Wintrob’s comments mirror those of distressed-debt rivals who are scrounging for places to put new money. Default rates are at an all time low and headed lower as easy credit keeps struggling companies afloat. One of Oaktree’s largest peers, GSO Capital Partners, posted a positive 3.8 percent gross return from distressed for the quarter last week despite the dwindling supply of troubled companies. Among advisory firms, FTI Consulting Inc. reported strong quarterly results at its restructuring business Thursday, citing higher demand for its services.
“Sustained economic growth has been supporting credit conditions” in the U.S., Moody’s said in a recent report, forecasting odds of 10 percent to 15 percent of a recession through the first half of 2019. At the same time, the distressed debt sector is on its way to a third straight year of gains, outperforming other fixed-income assets, according to data from the ICE-BofAML index of troubled issuers.

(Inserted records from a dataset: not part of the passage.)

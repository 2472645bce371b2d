use std::path::PathBuf;

use thiserror::Error;

/// Result type alias for documentation operations.
pub type Result<T> = std::result::Result<T, DocsError>;

/// Fatal error variants for prop documentation extraction.
///
/// Recoverable conditions (a missing prop shape, malformed default properties,
/// no component at all) are not errors; they surface as
/// [`Diagnostic`](crate::model::Diagnostic) values next to the document.
#[derive(Debug, Error)]
pub enum DocsError {
    /// Failed to read or access a source file.
    #[error("failed to read source '{path}': {error}")]
    Io {
        /// Path to the source file that caused the error.
        path: PathBuf,
        /// Underlying I/O error.
        #[source]
        error: std::io::Error,
    },

    /// OXC could not produce a syntax tree for the source file.
    #[error("failed to parse source '{path}': {message}")]
    Parse {
        /// Path to the source file.
        path: PathBuf,
        /// Aggregated parser error message.
        message: String,
    },

    /// Configuration could not be loaded or had invalid values.
    #[error("invalid configuration{}: {message}", path.as_ref().map(|p| format!(" in '{}'", p.display())).unwrap_or_default())]
    Config {
        /// Configuration file involved, if any.
        path: Option<PathBuf>,
        /// Human-readable reason.
        message: String,
    },

    /// Serialising the output document failed.
    #[error("failed to serialize documentation: {0}")]
    Serialize(#[from] serde_json::Error),
}

impl DocsError {
    /// Helper to create a parse error from multiple diagnostic strings.
    pub fn parse_error(path: PathBuf, diagnostics: &[String]) -> Self {
        let message = diagnostics.join("; ");
        Self::Parse { path, message }
    }

    /// Helper to create a configuration error.
    pub fn config(path: Option<PathBuf>, message: impl Into<String>) -> Self {
        Self::Config {
            path,
            message: message.into(),
        }
    }
}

“The seeds have been planted” for distressed investors “to take advantage of what I think are going to be real issues in direct lending,” Bruce Karsh, Oaktree’s chief investment officer said on the call. “There’s been a huge, huge incentive for people to just put money out,” while leverage ratios and buyout valuations are at all-time highs, he said.
Assets under management in Oaktree’s distressed funds decreased to $23.3 billion from $23.4 billion in the first quarter and $25.8 billion in 2017’s second quarter, according to the company’s website. The firm’s total assets under management stood at $121.6 billion as of June 30, up slightly from $121.4 billion at the end of the first quarter and $121.1 billion as of same period last year.
Oaktree is one of the largest distressed-debt investors in the world and has about a fifth of its assets committed to troubled issuers. Amid slim pickings in the U.S., the firm has looked to spread its distressed strategies into China, India and other emerging markets. Wintrob has predicted a trillion-dollar flood of distressed opportunities when credit conditions tighten.
“We’d like to see a cycle unfold here so our discipline and patience will be highlighted, and will shine,” Karsh said. “There’s nothing we can do about the environment, and it does get a little frustrating to see a cycle that may be the longest in post-war history, but it is what it is.”